Update (5/31): Added a phishing email classifier demo and GitHub Repo

SPAM? Not to be mistaken for the canned meat, these unwanted texts, tweets, and emails that we receive come at a cost. Enterprises around the globe deal with spam messages, the Radicati Research Group stated that spam will cost a business $20.5B, annually, due to decreased productivity. Although, traditional spam classifiers exist, the key differentiation required for enterprise solutions is scalability and the ability to own your own data.

So what can you do?

In this article, we will reference two code patterns, one by Carmine DiMascio and the other by Scott D’Angelo to see how we can classify messages and e-mails, respectively. Using IBM’s Watson Natural Language Classifier, we can create a simple way to classify e-mails and text messages.

Phishing e-mails

Visit the GitHub repo to get an overview of how you can replicate this app. Curious to test the accuracy? Try the demo.

Spam messages

Follow along below or visit the GitHub repo to build your text message classifier.

Try out the live web demo

Note: For any classifier, training data is key. More Data = Higher Accuracy. If you happen to have your own dataset, follow the steps below with your own data.

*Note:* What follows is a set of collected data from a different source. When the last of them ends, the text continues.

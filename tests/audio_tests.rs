//! Tests for audio features
//!
//! - Window grouping and zero padding
//! - Whisper band folding and 50 -> 25 fps resampling
//! - Precomputed feature files

use std::collections::HashMap;

use candle_core::{DType, Device, Result, Tensor};
use candle_humo::audio::{
    AudioFeatureExtractor, PrecomputedAudioFeatures, audio_emb_window, encode_audio_features,
    linear_interpolation, pad_reference_region, silent_audio_embedding,
};
use candle_humo::config::AudioEncoding;
use proptest::prelude::*;

// ============================================================================
// Windowing Tests
// ============================================================================

#[test]
fn test_window_shape_for_97_frames() -> Result<()> {
    let emb = ramp_embedding(97, 2, 3)?;
    let w = audio_emb_window(&emb, 97, 0).unwrap();
    assert_eq!(w.windows.dims(), &[25, 8, 2, 3]);
    Ok(())
}

#[test]
fn test_first_window_is_zero_padded() -> Result<()> {
    let emb = ramp_embedding(20, 1, 1)?;
    let w = audio_emb_window(&emb, 9, 0).unwrap();
    let first = frame_values(&w.windows, 0)?;
    // 3 zero frames, then indices -2, -1 (zeros) and 0, 1, 2 (values 1, 2, 3)
    assert_eq!(first, vec![0.0, 0.0, 0.0, 0.0, 0.0, 1.0, 2.0, 3.0]);

    let second = frame_values(&w.windows, 1)?;
    // indices -1..7
    assert_eq!(second, vec![0.0, 1.0, 2.0, 3.0, 4.0, 5.0, 6.0, 7.0]);
    Ok(())
}

#[test]
fn test_trailing_indices_read_zero_frames() -> Result<()> {
    let emb = ramp_embedding(9, 1, 1)?;
    let w = audio_emb_window(&emb, 9, 0).unwrap();
    // last group covers indices 3..11, frames 9 and 10 do not exist
    let last = frame_values(&w.windows, 2)?;
    assert_eq!(last, vec![4.0, 5.0, 6.0, 7.0, 8.0, 9.0, 0.0, 0.0]);
    assert_eq!(w.next_start, 9);
    Ok(())
}

#[test]
fn test_reference_padding_appends_zero_groups() -> Result<()> {
    let emb = ramp_embedding(9, 2, 2)?;
    let w = audio_emb_window(&emb, 9, 0).unwrap();
    let padded = pad_reference_region(&w.windows, 2).unwrap();
    assert_eq!(padded.dims(), &[5, 8, 2, 2]);
    let tail = padded.narrow(0, 3, 2)?.abs()?.sum_all()?.to_scalar::<f32>()?;
    assert_eq!(tail, 0.0);
    Ok(())
}

#[test]
fn test_silent_embedding_shape() {
    let s = silent_audio_embedding(81, &Device::Cpu).unwrap();
    assert_eq!(s.dims(), &[81, 5, 1280]);
}

// ============================================================================
// Whisper Encoding Tests
// ============================================================================

#[test]
fn test_whisper_band_means() -> Result<()> {
    let device = Device::Cpu;
    // layer k carries the constant value k
    let layers: Vec<f32> = (0..33).map(|k| k as f32).collect();
    let raw = Tensor::new(layers.as_slice(), &device)?
        .reshape((1, 1, 33, 1))?
        .broadcast_as((1, 10, 33, 4))?
        .contiguous()?;

    let enc = encode_audio_features(&raw, AudioEncoding::Whisper).unwrap();
    assert_eq!(enc.dims(), &[5, 5, 4]);
    let bands: Vec<f32> = enc.narrow(0, 0, 1)?.narrow(2, 0, 1)?.flatten_all()?.to_vec1()?;
    assert_eq!(bands, vec![3.5, 11.5, 19.5, 27.5, 32.0]);
    Ok(())
}

#[test]
fn test_whisper_requires_33_layers() -> Result<()> {
    let raw = Tensor::zeros((1, 4, 32, 2), DType::F32, &Device::Cpu)?;
    assert!(encode_audio_features(&raw, AudioEncoding::Whisper).is_err());
    Ok(())
}

#[test]
fn test_linear_interpolation_align_corners() -> Result<()> {
    let device = Device::Cpu;
    let ramp: Vec<f32> = (0..10).map(|i| i as f32).collect();
    let x = Tensor::new(ramp.as_slice(), &device)?.reshape((1, 10, 1))?;
    let y = linear_interpolation(&x, 50.0, 25.0).unwrap();
    assert_eq!(y.dims(), &[1, 5, 1]);
    let v = y.flatten_all()?.to_vec1::<f32>()?;
    let expected = [0.0, 2.25, 4.5, 6.75, 9.0];
    for (a, b) in v.iter().zip(expected) {
        assert!((a - b).abs() < 1e-5, "{v:?}");
    }
    Ok(())
}

#[test]
fn test_wav2vec_passes_through() -> Result<()> {
    let raw = Tensor::ones((7, 5, 3), DType::F32, &Device::Cpu)?;
    let enc = encode_audio_features(&raw, AudioEncoding::Wav2Vec).unwrap();
    assert_eq!(enc.dims(), &[7, 5, 3]);
    Ok(())
}

// ============================================================================
// Feature File Tests
// ============================================================================

#[test]
fn test_precomputed_features_next_to_audio() -> Result<()> {
    let dir = tempfile::tempdir().unwrap();
    let wav = dir.path().join("speech.wav");
    let emb = ramp_embedding(13, 5, 4)?;
    let mut tensors = HashMap::new();
    tensors.insert(PrecomputedAudioFeatures::TENSOR_NAME.to_string(), emb);
    candle_core::safetensors::save(&tensors, PrecomputedAudioFeatures::feature_path(&wav))?;

    let mut source = PrecomputedAudioFeatures::new(AudioEncoding::Wav2Vec);
    let (features, len) = source.preprocess(&wav, &Device::Cpu).unwrap();
    assert_eq!(len, 13);
    assert_eq!(features.dims(), &[13, 5, 4]);
    Ok(())
}

#[test]
fn test_missing_feature_file_is_an_error() {
    let dir = tempfile::tempdir().unwrap();
    let mut source = PrecomputedAudioFeatures::new(AudioEncoding::Whisper);
    assert!(
        source
            .preprocess(&dir.path().join("absent.wav"), &Device::Cpu)
            .is_err()
    );
}

// ============================================================================
// Property Tests
// ============================================================================

proptest! {
    #![proptest_config(ProptestConfig::with_cases(100))]

    /// Every aligned frame count yields 1 + (F - 1) / 4 windows of exactly 8 frames.
    #[test]
    fn prop_window_count(k in 0usize..40, len in 1usize..200) {
        let frames = 4 * k + 1;
        let emb = ramp_embedding(len, 1, 2).unwrap();
        let w = audio_emb_window(&emb, frames, 0).unwrap();
        let dims = w.windows.dims().to_vec();
        prop_assert_eq!(dims, vec![1 + (frames - 1).div_ceil(4), 8, 1, 2]);
    }
}

// ============================================================================
// Helper functions
// ============================================================================

/// `(len, bands, dim)` where frame `i` holds the value `i + 1`.
fn ramp_embedding(len: usize, bands: usize, dim: usize) -> Result<Tensor> {
    let values: Vec<f32> = (0..len).map(|i| (i + 1) as f32).collect();
    Tensor::new(values.as_slice(), &Device::Cpu)?
        .reshape((len, 1, 1))?
        .broadcast_as((len, bands, dim))?
        .contiguous()
}

/// First element of every frame of window group `g`.
fn frame_values(windows: &Tensor, g: usize) -> Result<Vec<f32>> {
    windows
        .narrow(0, g, 1)?
        .narrow(2, 0, 1)?
        .narrow(3, 0, 1)?
        .flatten_all()?
        .to_vec1::<f32>()
}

Make Your Message Classifier

Note: To create an e-mail classifier, you can follow the overall process, but we will be changing the training data used.

To get started:

  • An IBM cloud account: Log in or create a free one
  • A development environment supporting UNIX commands (Linux, MacOS, etc.)
  • A plain text editor
Selecting the Natural Language Classifier Service

Head over to the IBM Cloud Catalog and select the Watson Natural Langauge Classifier.

Creating your own instance of Natural Language Classifier

Lets call our instance “Spam Classifier” and provision it by clicking on the create button in blue.

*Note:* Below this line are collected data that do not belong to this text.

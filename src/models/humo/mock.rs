//! Lightweight stand-ins for the heavy models.
//!
//! They keep every shape contract of the real collaborators, so the full pipeline (scheduling,
//! guidance, residency, persistence) runs without weights. Used by `humo --mock` and the tests.

use std::cell::Cell;
use std::rc::Rc;

use candle_core::{Device, Result, Tensor, bail};

use super::conditioning::ConditioningBundle;
use super::offload::Offload;
use super::pipeline::{DiffusionTransformer, DitOutput, TextEncoder, VideoVae};

/// Prompt-dependent constant context.
#[derive(Debug, Clone)]
pub struct MockTextEncoder {
    pub tokens: usize,
    pub dim: usize,
    device: Device,
}

impl MockTextEncoder {
    pub fn new(tokens: usize, dim: usize) -> Self {
        Self {
            tokens,
            dim,
            device: Device::Cpu,
        }
    }
}

impl Default for MockTextEncoder {
    fn default() -> Self {
        Self::new(16, 64)
    }
}

impl Offload for MockTextEncoder {
    fn move_to(&mut self, device: &Device) -> Result<()> {
        self.device = device.clone();
        Ok(())
    }
}

impl TextEncoder for MockTextEncoder {
    fn encode(&mut self, prompts: &[String], device: &Device) -> Result<Vec<Tensor>> {
        prompts
            .iter()
            .map(|p| {
                let h = p.bytes().fold(0u32, |acc, b| acc.wrapping_mul(31).wrapping_add(b as u32));
                let value = (h % 997) as f32 / 997.0;
                Tensor::full(value, (self.tokens, self.dim), device)
            })
            .collect()
    }
}

/// Frame-subsampling, average-pooling "VAE" with the real strides.
#[derive(Debug, Clone)]
pub struct MockVae {
    z_dim: usize,
    temporal: usize,
    spatial: usize,
    device: Device,
}

impl MockVae {
    pub fn new(z_dim: usize) -> Self {
        Self {
            z_dim,
            temporal: 4,
            spatial: 8,
            device: Device::Cpu,
        }
    }
}

impl Default for MockVae {
    fn default() -> Self {
        Self::new(16)
    }
}

impl Offload for MockVae {
    fn move_to(&mut self, device: &Device) -> Result<()> {
        self.device = device.clone();
        Ok(())
    }
}

impl VideoVae for MockVae {
    fn z_dim(&self) -> usize {
        self.z_dim
    }

    fn encode(&self, videos: &[Tensor]) -> Result<Vec<Tensor>> {
        videos
            .iter()
            .map(|v| {
                let (c, f, _, _) = v.dims4()?;
                let keep: Vec<u32> = (0..f).step_by(self.temporal).map(|i| i as u32).collect();
                let keep = Tensor::new(keep, v.device())?;
                let pooled = v
                    .index_select(&keep, 1)?
                    .permute((1, 0, 2, 3))?
                    .contiguous()?
                    .avg_pool2d(self.spatial)?
                    .permute((1, 0, 2, 3))?;
                let reps = self.z_dim.div_ceil(c);
                pooled
                    .repeat((reps, 1, 1, 1))?
                    .narrow(0, 0, self.z_dim)?
                    .contiguous()
            })
            .collect()
    }

    fn decode(&self, latents: &[Tensor]) -> Result<Vec<Tensor>> {
        latents
            .iter()
            .map(|z| {
                let (_, t, h, w) = z.dims4()?;
                if t == 0 {
                    bail!("cannot decode an empty latent");
                }
                let expand: Vec<u32> = std::iter::once(0)
                    .chain((1..t as u32).flat_map(|i| std::iter::repeat_n(i, self.temporal)))
                    .collect();
                let expand = Tensor::new(expand, z.device())?;
                z.narrow(0, 0, 3)?
                    .permute((1, 0, 2, 3))?
                    .contiguous()?
                    .upsample_nearest2d(h * self.spatial, w * self.spatial)?
                    .index_select(&expand, 0)?
                    .permute((1, 0, 2, 3))?
                    .tanh()?
                    .contiguous()
            })
            .collect()
    }
}

/// Velocity predictor that mixes every conditioning input into its output.
#[derive(Debug, Clone)]
pub struct MockTransformer {
    calls: Rc<Cell<usize>>,
    fail_after: Option<usize>,
    device: Device,
}

impl MockTransformer {
    pub fn new() -> Self {
        Self {
            calls: Rc::new(Cell::new(0)),
            fail_after: None,
            device: Device::Cpu,
        }
    }

    /// Fails every forward pass after the first `n`.
    pub fn failing_after(n: usize) -> Self {
        Self {
            fail_after: Some(n),
            ..Self::new()
        }
    }

    /// Shared forward-pass counter.
    pub fn calls(&self) -> Rc<Cell<usize>> {
        Rc::clone(&self.calls)
    }
}

impl Default for MockTransformer {
    fn default() -> Self {
        Self::new()
    }
}

impl Offload for MockTransformer {
    fn move_to(&mut self, device: &Device) -> Result<()> {
        self.device = device.clone();
        Ok(())
    }
}

impl DiffusionTransformer for MockTransformer {
    fn forward(
        &mut self,
        latents: &Tensor,
        timestep: &Tensor,
        conditioning: &ConditioningBundle,
    ) -> Result<DitOutput> {
        let n = self.calls.get();
        if self.fail_after.is_some_and(|limit| n >= limit) {
            bail!("mock transformer failure at pass {n}");
        }
        self.calls.set(n + 1);

        let z_dim = latents.dim(0)?;
        let cond = conditioning.y.narrow(0, 4, z_dim)?;
        let bias = ((conditioning.audio.mean_all()? + conditioning.context.mean_all()?)? * 0.01)?;
        let t = (timestep.mean_all()? * 1e-4)?;
        let prediction = ((latents * 0.1)? + (cond * 0.05)?)?
            .broadcast_add(&bias)?
            .broadcast_add(&t)?;
        Ok(DitOutput {
            prediction,
            auxiliary: None,
        })
    }
}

Once you create your initial “Spam Classifier”, take note of your username and password. It will come in handy when we start training the classifier.

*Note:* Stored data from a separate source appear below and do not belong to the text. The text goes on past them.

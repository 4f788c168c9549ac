use crossterm::{
    event::{self, DisableMouseCapture, EnableMouseCapture, Event},
    execute,
    style::Print,
    terminal::{disable_raw_mode, enable_raw_mode, EnterAlternateScreen, LeaveAlternateScreen},
};
use log::{debug, error, info};
use rand::Rng;
use ratatui::{prelude::*, widgets::*};
use simplelog::{Config, LevelFilter, WriteLogger};
use std::collections::VecDeque;
use std::fs::{self, File};
use std::io;
use std::path::{Path, PathBuf};
use std::time::{Duration, Instant};

/// Cell size shared by the snake, the food and the movement step.
const GRID_UNIT: u16 = 30;
/// Board side length; positions live in `[0, BOARD_EXTENT - GRID_UNIT]`.
const BOARD_EXTENT: u16 = 600;
const BOARD_CELLS: u16 = BOARD_EXTENT / GRID_UNIT;
const INITIAL_POSITION: Pos = Pos { x: 300, y: 300 };
const SCORE_INCREMENT: u32 = 10;
const BASE_SPEED_MS: u64 = 300;
const RECORD_FILE: &str = ".gridsnek_record.txt";

fn main() -> Result<(), io::Error> {
    // Set up logging before anything else
    WriteLogger::init(
        LevelFilter::Info,
        Config::default(),
        File::create("gridsnek.log")?,
    )
    .expect("Failed to initialize logger");

    info!("Starting gridsnek");

    // Setup terminal
    enable_raw_mode()?;
    let mut stdout = io::stdout();
    execute!(stdout, EnterAlternateScreen, EnableMouseCapture)?;
    let backend = CrosstermBackend::new(stdout);
    let mut terminal = Terminal::new(backend)?;

    // Create app state
    let mut game = Game::new();

    // Run game loop. The interval is re-read every pass so that speed
    // changes earned mid-run take effect on the very next tick.
    let mut last_tick = Instant::now();
    loop {
        terminal.draw(|f| game.render(f))?;

        let tick_rate = game.tick_rate();
        let timeout = tick_rate.saturating_sub(last_tick.elapsed());
        if event::poll(timeout)? {
            if let Event::Key(key) = event::read()? {
                game.handle_input(key);
            }
        }

        if last_tick.elapsed() >= tick_rate {
            game.update();
            last_tick = Instant::now();
        }

        if let GameState::Exit = game.state {
            break;
        }
    }

    // Cleanup terminal
    disable_raw_mode()?;
    execute!(
        terminal.backend_mut(),
        LeaveAlternateScreen,
        DisableMouseCapture
    )?;
    terminal.show_cursor()?;

    Ok(())
}

#[derive(Clone, Copy, Debug, PartialEq, Eq)]
enum Direction {
    Up,
    Down,
    Left,
    Right,
}

impl Direction {
    fn opposite(&self) -> Direction {
        match self {
            Direction::Up => Direction::Down,
            Direction::Down => Direction::Up,
            Direction::Left => Direction::Right,
            Direction::Right => Direction::Left,
        }
    }
}

#[derive(Clone, Copy, Debug, PartialEq, Eq)]
struct Pos {
    x: u16,
    y: u16,
}

#[derive(Clone, Copy, Debug, PartialEq, Eq)]
struct PosDelta {
    x: i32,
    y: i32,
}

impl From<Direction> for PosDelta {
    fn from(dir: Direction) -> Self {
        let step = i32::from(GRID_UNIT);
        match dir {
            Direction::Up => PosDelta { x: 0, y: -step },
            Direction::Down => PosDelta { x: 0, y: step },
            Direction::Left => PosDelta { x: -step, y: 0 },
            Direction::Right => PosDelta { x: step, y: 0 },
        }
    }
}

impl Pos {
    fn offset(&self, delta: PosDelta) -> (i32, i32) {
        (i32::from(self.x) + delta.x, i32::from(self.y) + delta.y)
    }

    /// Folds an unwrapped coordinate pair back onto the board (torus
    /// topology: stepping past either edge re-enters on the far side).
    fn wrapped(x: i32, y: i32) -> Pos {
        let extent = i32::from(BOARD_EXTENT);
        Pos {
            x: x.rem_euclid(extent) as u16,
            y: y.rem_euclid(extent) as u16,
        }
    }

    fn matches(&self, x: i32, y: i32) -> bool {
        i32::from(self.x) == x && i32::from(self.y) == y
    }
}

/// Body cells run tail-first; the head is stored separately, so the
/// logical sequence is `[tail .. neck, head]`.
#[derive(Debug)]
struct Snake {
    head: Pos,
    body: VecDeque<Pos>,
}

Step 1: Copying your environment

Screenshot of Carmine’s Spam Classifier Demo (Click here and try it out)

Lets copy over Carmine’s WatsonNLCSpam project repository:

For the e-mail classifier:

Review the 4 repository contents:

  • README.md describes the project
  • web contains the source code for the sample web application
  • spam.py will perform a basic accuracy test
  • data contains the training and test data sets, SpamHam-Train.csv and SpamHam-Test.json, respectively.

The training and testing data

When creating a classifier you need to have training and test data. In the GitHub repo: SpamHam-Train.csv will contain 90% of the original data. The remaining 10% will be the test data.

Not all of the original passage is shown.